IN their debut entry of the 2015 RAS Beef Challenge, Ben and Wendy Mayne, Texas Angus, Warialda, dominated the export section of the competition. This year they proved an important point and dominated the domestic results.
Mr Mayne sees the competition as a way to benchmark their operation and determine how they measure up against not only fellow Angus breeders but all the other breeds and cross breeding systems within the beef industry as a whole.
The domestic team results read first and third in the feedlot total, equal first in the carcase grid, first and second in profitability and third in the live assessment. Overall they won champion and reserve domestic teams. In the Individual domestic results, in daily weight gain they placed first, second and third and in the feedlot total they took out both second and third placings. In the teams export results they placed first in the feedlot trial, in the individual export they came in first and third for daily weight gain, as well as winning the overall champion export individual.
What’s impressive about their outcome is, these steers and heifers are not the top-line of their genetics that are entered into the competition. Originally the Texas Angus commercial and stud herds were run separately, but the crippling drought forced the Mayne’s to run both together.
“With the recent drought, the commercial herd was the first to go. Basically we just built on to the stud numbers,” Mr Mayne said. “We cut about one-third of our bulls, so it’s the bottom third of the progeny that become these steers and vice versa with the heifers.”
This year there was only 70 steers they had to choose from for both export and domestic classes.
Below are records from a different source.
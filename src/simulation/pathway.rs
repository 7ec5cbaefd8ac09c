//! Pathway simulator contract
//!
//! A pathway owns a fixed metabolite ordering and assembles the mass-balance derivative
//! from its enzyme velocities. Every pathway is also a peroxide [`ODEProblem`], so it
//! can be handed to any of the integrators in this crate.

use peroxide::fuga::ODEProblem;
use serde::{Deserialize, Serialize};

use crate::parameters::{ParameterKey, ParameterSet};

/// A metabolic network that can be integrated in time.
pub trait Pathway: ODEProblem + Clone + Send + Sync {
    /// Parameter keys read by the network's rate laws
    type Param: ParameterKey;

    /// Constant cofactor and effector pools
    type Cofactors: Clone + Default + Send + Sync;

    /// Short identifier, e.g. `"glycolysis"`
    const NAME: &'static str;

    /// Metabolite names in state-vector order
    fn metabolites() -> &'static [&'static str];

    /// Position of a metabolite in the state vector
    fn index_of(name: &str) -> Option<usize> {
        Self::metabolites().iter().position(|m| *m == name)
    }

    /// Number of metabolites in the state vector
    fn dimension() -> usize {
        Self::metabolites().len()
    }

    /// Builds the simulator for a complete parameter set with default cofactor levels.
    fn from_parameters(parameters: ParameterSet<Self::Param>) -> Self;

    /// Replaces the cofactor pools.
    fn with_cofactors(self, cofactors: Self::Cofactors) -> Self;

    fn cofactors(&self) -> &Self::Cofactors;

    /// Copy of this simulator with new parameters and unchanged cofactors.
    fn reparameterize(&self, parameters: ParameterSet<Self::Param>) -> Self;

    /// Parameters the simulator was built with.
    fn parameters(&self) -> &ParameterSet<Self::Param>;

    /// Reference initial concentrations (mM).
    fn initial_state(&self) -> Vec<f64>;

    /// Writes the rate of change of every metabolite into `dy`.
    ///
    /// Deterministic and infallible: inputs outside the physical domain are clamped
    /// according to the pathway's [`ConcentrationFloor`] instead of raising.
    fn derivative(&self, t: f64, y: &[f64], dy: &mut [f64]);

    /// Named per-reaction velocities at state `y`.
    fn fluxes(&self, y: &[f64]) -> Vec<(&'static str, f64)>;
}

/// Policy for concentrations entering the rate laws.
#[derive(Debug, Clone, Copy, PartialEq, Serialize, Deserialize, Default)]
pub enum ConcentrationFloor {
    /// Use the integrator's state as is, negative values included
    #[default]
    None,
    /// Replace every concentration below the given value by that value
    Positive(f64),
}

impl ConcentrationFloor {
    /// Floor applied by the TCA simulator
    pub const TCA: ConcentrationFloor = ConcentrationFloor::Positive(1e-10);

    /// Applies the policy to a single concentration.
    #[inline]
    pub fn apply(self, x: f64) -> f64 {
        match self {
            ConcentrationFloor::None => x,
            ConcentrationFloor::Positive(min) => x.max(min),
        }
    }

    /// Copies a state vector into a fixed-size buffer, applying the policy.
    #[inline]
    pub fn clamp_into<const N: usize>(self, y: &[f64]) -> [f64; N] {
        let mut out = [0.0; N];
        for (o, v) in out.iter_mut().zip(y) {
            *o = self.apply(*v);
        }
        out
    }
}

#[cfg(test)]
mod tests {
    use super::*;

    #[test]
    fn test_floor_policy() {
        assert_eq!(ConcentrationFloor::None.apply(-1.0), -1.0);
        assert_eq!(ConcentrationFloor::TCA.apply(-1.0), 1e-10);
        assert_eq!(ConcentrationFloor::TCA.apply(0.0), 1e-10);
        assert_eq!(ConcentrationFloor::TCA.apply(0.3), 0.3);

        let clamped: [f64; 3] = ConcentrationFloor::TCA.clamp_into(&[-2.0, 0.0, 1.0]);
        assert_eq!(clamped, [1e-10, 1e-10, 1.0]);
    }
}
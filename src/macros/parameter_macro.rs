//! Parameter Enumeration Macro Module
//!
//! This module provides the `parameter_enum` macro that turns a table of
//! `Variant => "canonical_name" = literature_value` rows into a closed enumeration
//! of parameter keys.
//!
//! # Generated Items
//!
//! - The enum itself, serialized by its canonical name (e.g. `"HXK_Vmax"`)
//! - An implementation of [`ParameterKey`](crate::parameters::ParameterKey)
//! - `Display` printing the canonical name
//! - `FromStr` parsing the canonical name, rejecting anything else

#[macro_export]
/// `parameter_enum` generates a closed set of parameter keys together with their
/// canonical names and literature values.
macro_rules! parameter_enum {
    (
        $(#[$meta:meta])*
        $vis:vis enum $name:ident {
            $(
                $(#[$vmeta:meta])*
                $variant:ident => $key:literal = $value:expr
            ),+ $(,)?
        }
    ) => {
        $(#[$meta])*
        #[derive(
            Debug,
            Clone,
            Copy,
            PartialEq,
            Eq,
            Hash,
            PartialOrd,
            Ord,
            serde::Serialize,
            serde::Deserialize,
        )]
        $vis enum $name {
            $(
                $(#[$vmeta])*
                #[serde(rename = $key)]
                $variant,
            )+
        }

        impl $crate::parameters::ParameterKey for $name {
            // Declaration order, which is also the dense storage order
            const ALL: &'static [Self] = &[$($name::$variant),+];

            fn name(self) -> &'static str {
                match self {
                    $($name::$variant => $key,)+
                }
            }

            fn literature_value(self) -> f64 {
                match self {
                    $($name::$variant => $value,)+
                }
            }

            fn index(self) -> usize {
                self as usize
            }
        }

        impl std::fmt::Display for $name {
            fn fmt(&self, f: &mut std::fmt::Formatter<'_>) -> std::fmt::Result {
                write!(f, "{}", $crate::parameters::ParameterKey::name(*self))
            }
        }

        impl std::str::FromStr for $name {
            type Err = $crate::parameters::ParameterError;

            fn from_str(s: &str) -> Result<Self, Self::Err> {
                match s {
                    $($key => Ok($name::$variant),)+
                    _ => Err($crate::parameters::ParameterError::UnknownParameter(
                        s.to_string(),
                    )),
                }
            }
        }
    };
}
Both the domestic steers and heifers were 12-months-old and went into the Wilga feedlot weighing about 320 kilograms. The top pen’s average daily weight gain was just over 2.5 kilos a day with the top performing animal recording 2.97 kilos a day. The top pen were heifers, as was the top individual.
“This was a phenomenal result for these heifers, they didn’t have a growth promotant and were also competing against steers,” Mr Mayne said.
“Wendy and I believe one of the biggest attributes to where we are is the way we run our cattle. People don't realise how hard we push our cows,” Mr Mayne said.
“Only the highest performing and most fertile cows stay and over many years of not changing our strategy of how we breed our cattle, the performance is certainly entrenched right throughout our herd.”
Ben Mayne said every beast on the their Warialda property originated from 22 heifers 80 years ago. “We have always prided ourselves on being a more heavier built longer bodied type Angus than the traditional type,” Mr Mayne said. Over the last 20 years the Mayne’s have undertaken AI breeding programs to accelerate the genetic gain, diversity, performance and carcase quality of their herd without chasing extremes.
“That is where we have probably shone through, we haven’t gone too extreme in carcase values and kept our weight and performance,” Mr Mayne said.
For the last two years of the RAS challenge, the Mayne’s have scored the highest marbling animal. “Some people say high performance cattle can't marble, but to have the highest marbling steer (scoring 7) and pen last year and to repeat having the highest marbling steer score of 6 this year on 100 days feed – that’s a is a pretty big feat. A lot of other steers and heifers need 280 days on feed to achieve similar marble scores,” Mr Mayne said.
“The biggest point of difference now is we have actually got the data in front of us to say this is what Angus cattle can do and we have the data to prove it.”